Re: Tracing down buildfarm "postmaster does not shut down" failures

From: Tom Lane <tgl(at)sss(dot)pgh(dot)pa(dot)us>
To: Noah Misch <noah(at)leadboat(dot)com>
Cc: Andrew Dunstan <andrew(at)dunslane(dot)net>, pgsql-hackers(at)postgresql(dot)org
Subject: Re: Tracing down buildfarm "postmaster does not shut down" failures
Date: 2016-02-10 03:27:07
Message-ID: 5713.1455074827@sss.pgh.pa.us
Views: Raw Message | Whole Thread | Download mbox | Resend email
Thread:
Lists: pgsql-hackers

Noah Misch <noah(at)leadboat(dot)com> writes:
> On Tue, Feb 09, 2016 at 10:02:17PM -0500, Tom Lane wrote:
>> I wonder if it's worth sticking some instrumentation into stats
>> collector shutdown?

> I wouldn't be surprised if the collector got backlogged during the main phase
> of testing and took awhile to chew through its message queue before even
> starting the write of the final stats.

But why would the ecpg tests show such an effect when the main regression
tests don't? AFAIK the ecpg tests don't exactly stress the server ---
note the trivial amount of data written by the shutdown checkpoint,
for instance.

The other weird thing is that it's only sometimes slow.

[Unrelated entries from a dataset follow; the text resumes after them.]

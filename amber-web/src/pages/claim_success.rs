use amber_flow::{CouponOffer, Dismissal};
use yew::prelude::*;

#[derive(Properties, Clone, PartialEq)]
pub struct ClaimSuccessPageProps {
    #[prop_or_default]
    pub coupon: Option<CouponOffer>,
    pub on_dismiss: Callback<Dismissal>,
}

#[function_component(ClaimSuccessPage)]
pub fn claim_success_page(props: &ClaimSuccessPageProps) -> Html {
    let dismiss_with = |dismissal: Dismissal| {
        let on_dismiss = props.on_dismiss.clone();
        Callback::from(move |_: MouseEvent| on_dismiss.emit(dismissal))
    };
    let title = props
        .coupon
        .as_ref()
        .map_or_else(|| "Your coupon".to_string(), |c| c.title.clone());

    html! {
        <div class="fixed inset-0 bg-black/70 flex items-center justify-center z-40 px-6" role="dialog" aria-modal="true">
            <div class="bg-white rounded-2xl p-6 w-full text-center relative">
                <button class="btn btn-sm btn-circle btn-ghost absolute right-2 top-2" aria-label="Close" onclick={dismiss_with(Dismissal::Close)}>
                    { "✕" }
                </button>
                <i class="fa-solid fa-circle-check text-5xl text-green-500"></i>
                <h2 class="text-xl font-bold mt-4">{ "Claimed!" }</h2>
                <p class="text-gray-600 mt-2">{ format!("{title} is now in your wallet.") }</p>
                <button class="btn btn-primary w-full mt-6" onclick={dismiss_with(Dismissal::Continue)}>
                    { "Continue" }
                </button>
            </div>
        </div>
    }
}
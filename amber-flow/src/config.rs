//! Flow variants as configuration.
//!
//! The wish-card flow, the reveal flow and the cash-claim flow differ only in
//! these knobs; one machine runs all of them.
use serde::{Deserialize, Serialize};
use std::collections::HashSet;
use std::time::Duration;

use crate::error::ConfigError;
use crate::stage::FlowStage;
use crate::tabs::{TabId, TabSet};

pub const SPLASH_DELAY_MIN_MS: u64 = 1_500;
pub const SPLASH_DELAY_MAX_MS: u64 = 2_500;
pub const DEFAULT_VARIANT: &str = "wish-cards";

#[derive(Debug, Clone, PartialEq, Eq, Serialize, Deserialize)]
pub struct FlowConfig {
    pub variant: String,
    /// Units credited once when the reward is opened.
    pub grant_amount: u32,
    /// Units consumed per investment.
    #[serde(default = "default_spend_unit")]
    pub spend_unit: u32,
    #[serde(default)]
    pub has_reveal_stage: bool,
    #[serde(default)]
    pub has_success_stage: bool,
    pub tab_set: TabSet,
    #[serde(default = "default_splash_delay_ms")]
    pub splash_delay_ms: u64,
    /// Length of the red-packet opening animation before the grant is applied.
    #[serde(default)]
    pub open_animation_ms: u64,
}

const fn default_spend_unit() -> u32 {
    1
}

const fn default_splash_delay_ms() -> u64 {
    SPLASH_DELAY_MAX_MS
}

impl Default for FlowConfig {
    fn default() -> Self {
        Self {
            variant: DEFAULT_VARIANT.to_string(),
            grant_amount: 5,
            spend_unit: 1,
            has_reveal_stage: false,
            has_success_stage: false,
            tab_set: [TabId::WISHES, TabId::MERCHANTS, TabId::GOD_COUPONS]
                .into_iter()
                .map(TabId::from)
                .collect(),
            splash_delay_ms: SPLASH_DELAY_MAX_MS,
            open_animation_ms: 1_500,
        }
    }
}

impl FlowConfig {
    #[must_use]
    pub const fn splash_delay(&self) -> Duration {
        Duration::from_millis(self.splash_delay_ms)
    }

    #[must_use]
    pub const fn open_animation(&self) -> Duration {
        Duration::from_millis(self.open_animation_ms)
    }

    #[must_use]
    pub fn default_tab(&self) -> Option<&TabId> {
        self.tab_set.first()
    }

    /// Stage entered once the reward has been opened.
    #[must_use]
    pub const fn stage_after_open(&self) -> FlowStage {
        if self.has_reveal_stage {
            FlowStage::RewardRevealed
        } else {
            FlowStage::CouponChoice
        }
    }

    /// Stage entered once a coupon has been chosen.
    #[must_use]
    pub const fn stage_after_choice(&self) -> FlowStage {
        if self.has_success_stage {
            FlowStage::ClaimSuccess
        } else {
            FlowStage::Home
        }
    }

    /// The stages this variant visits, in order.
    #[must_use]
    pub fn stage_path(&self) -> Vec<FlowStage> {
        FlowStage::ALL
            .into_iter()
            .filter(|stage| match stage {
                FlowStage::RewardRevealed => self.has_reveal_stage,
                FlowStage::ClaimSuccess => self.has_success_stage,
                _ => true,
            })
            .collect()
    }

    /// # Errors
    ///
    /// Returns an error when an amount is zero, the tab set is empty or has
    /// duplicates, or the splash delay falls outside the allowed window.
    pub fn validate(&self) -> Result<(), ConfigError> {
        if self.grant_amount == 0 {
            return Err(self.not_positive("grant_amount"));
        }
        if self.spend_unit == 0 {
            return Err(self.not_positive("spend_unit"));
        }
        if self.tab_set.is_empty() {
            return Err(ConfigError::EmptyTabSet(self.variant.clone()));
        }
        let mut seen = HashSet::new();
        for tab in &self.tab_set {
            if !seen.insert(tab) {
                return Err(ConfigError::DuplicateTab {
                    variant: self.variant.clone(),
                    tab: tab.to_string(),
                });
            }
        }
        if !(SPLASH_DELAY_MIN_MS..=SPLASH_DELAY_MAX_MS).contains(&self.splash_delay_ms) {
            return Err(ConfigError::SplashDelayOutOfRange {
                variant: self.variant.clone(),
                delay_ms: self.splash_delay_ms,
                min: SPLASH_DELAY_MIN_MS,
                max: SPLASH_DELAY_MAX_MS,
            });
        }
        Ok(())
    }

    fn not_positive(&self, field: &'static str) -> ConfigError {
        ConfigError::NotPositive {
            variant: self.variant.clone(),
            field,
        }
    }
}

/// All known flow variants.
#[derive(Debug, Clone, PartialEq, Eq, Serialize, Deserialize)]
pub struct FlowConfigSet {
    #[serde(default = "default_variant_name")]
    pub default_variant: String,
    pub variants: Vec<FlowConfig>,
}

fn default_variant_name() -> String {
    DEFAULT_VARIANT.to_string()
}

impl Default for FlowConfigSet {
    fn default() -> Self {
        Self {
            default_variant: default_variant_name(),
            variants: vec![FlowConfig::default()],
        }
    }
}

impl FlowConfigSet {
    /// Parse and validate every variant.
    ///
    /// # Errors
    ///
    /// Returns an error if the JSON is malformed, a variant is invalid, or the
    /// default variant is missing.
    pub fn from_json(json: &str) -> Result<Self, ConfigError> {
        let set: Self = serde_json::from_str(json)?;
        for variant in &set.variants {
            variant.validate()?;
        }
        set.get(&set.default_variant)?;
        Ok(set)
    }

    /// Load the variants embedded with the crate.
    ///
    /// # Errors
    ///
    /// Returns an error if the embedded data is malformed.
    pub fn load_from_static() -> Result<Self, ConfigError> {
        Self::from_json(include_str!("../data/flows.json"))
    }

    /// # Errors
    ///
    /// Returns `ConfigError::UnknownVariant` if no variant carries `name`.
    pub fn get(&self, name: &str) -> Result<&FlowConfig, ConfigError> {
        self.variants
            .iter()
            .find(|cfg| cfg.variant == name)
            .ok_or_else(|| ConfigError::UnknownVariant(name.to_string()))
    }

    /// # Errors
    ///
    /// Returns `ConfigError::UnknownVariant` if the default variant is missing.
    pub fn default_config(&self) -> Result<&FlowConfig, ConfigError> {
        self.get(&self.default_variant)
    }

    pub fn names(&self) -> impl Iterator<Item = &str> {
        self.variants.iter().map(|cfg| cfg.variant.as_str())
    }
}

#[cfg(test)]
mod tests {
    use super::*;

    #[test]
    fn static_variants_load_and_validate() {
        let set = FlowConfigSet::load_from_static().unwrap();
        let names: Vec<_> = set.names().collect();
        assert_eq!(names, vec!["wish-cards", "reveal", "cash-claim"]);

        let base = set.default_config().unwrap();
        assert_eq!(base.grant_amount, 5);
        assert_eq!(base.splash_delay(), Duration::from_millis(2_500));
        assert_eq!(base.open_animation(), Duration::from_millis(1_500));
        assert_eq!(base.default_tab().unwrap(), &"WISHES");

        let cash = set.get("cash-claim").unwrap();
        assert!(cash.has_reveal_stage && cash.has_success_stage);
        assert_eq!(cash.spend_unit, 100);
    }

    #[test]
    fn stage_paths_follow_variant_shape() {
        let set = FlowConfigSet::load_from_static().unwrap();
        assert_eq!(
            set.get("wish-cards").unwrap().stage_path(),
            vec![
                FlowStage::Splash,
                FlowStage::RewardCover,
                FlowStage::CouponChoice,
                FlowStage::Home
            ]
        );
        assert_eq!(set.get("cash-claim").unwrap().stage_path(), FlowStage::ALL);
        let reveal = set.get("reveal").unwrap();
        assert_eq!(reveal.stage_after_open(), FlowStage::RewardRevealed);
        assert_eq!(reveal.stage_after_choice(), FlowStage::Home);
    }

    #[test]
    fn validate_rejects_out_of_bounds_values() {
        let mut cfg = FlowConfig::default();
        cfg.grant_amount = 0;
        assert!(matches!(
            cfg.validate(),
            Err(ConfigError::NotPositive { field: "grant_amount", .. })
        ));

        let mut cfg = FlowConfig::default();
        cfg.splash_delay_ms = 100;
        assert!(matches!(
            cfg.validate(),
            Err(ConfigError::SplashDelayOutOfRange { delay_ms: 100, .. })
        ));

        let mut cfg = FlowConfig::default();
        cfg.tab_set.push(TabId::from(TabId::WISHES));
        assert!(matches!(
            cfg.validate(),
            Err(ConfigError::DuplicateTab { .. })
        ));

        let mut cfg = FlowConfig::default();
        cfg.tab_set.clear();
        assert!(matches!(cfg.validate(), Err(ConfigError::EmptyTabSet(_))));
    }

    #[test]
    fn unknown_variant_is_reported() {
        let set = FlowConfigSet::default();
        assert!(matches!(
            set.get("lottery"),
            Err(ConfigError::UnknownVariant(name)) if name == "lottery"
        ));
        let missing_default = r#"{ "default_variant": "nope", "variants": [] }"#;
        assert!(FlowConfigSet::from_json(missing_default).is_err());
    }
}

If you look at
the last buildfarm result from axolotl, for instance, the tail end of
the ecpg log is

LOG: ShutdownSUBTRANS() complete at 2016-02-09 16:31:14.784 EST
LOG: database system is shut down at 2016-02-09 16:31:14.784 EST
LOG: lock files all released at 2016-02-09 16:31:14.817 EST

so we only spent ~50ms on stats write that time.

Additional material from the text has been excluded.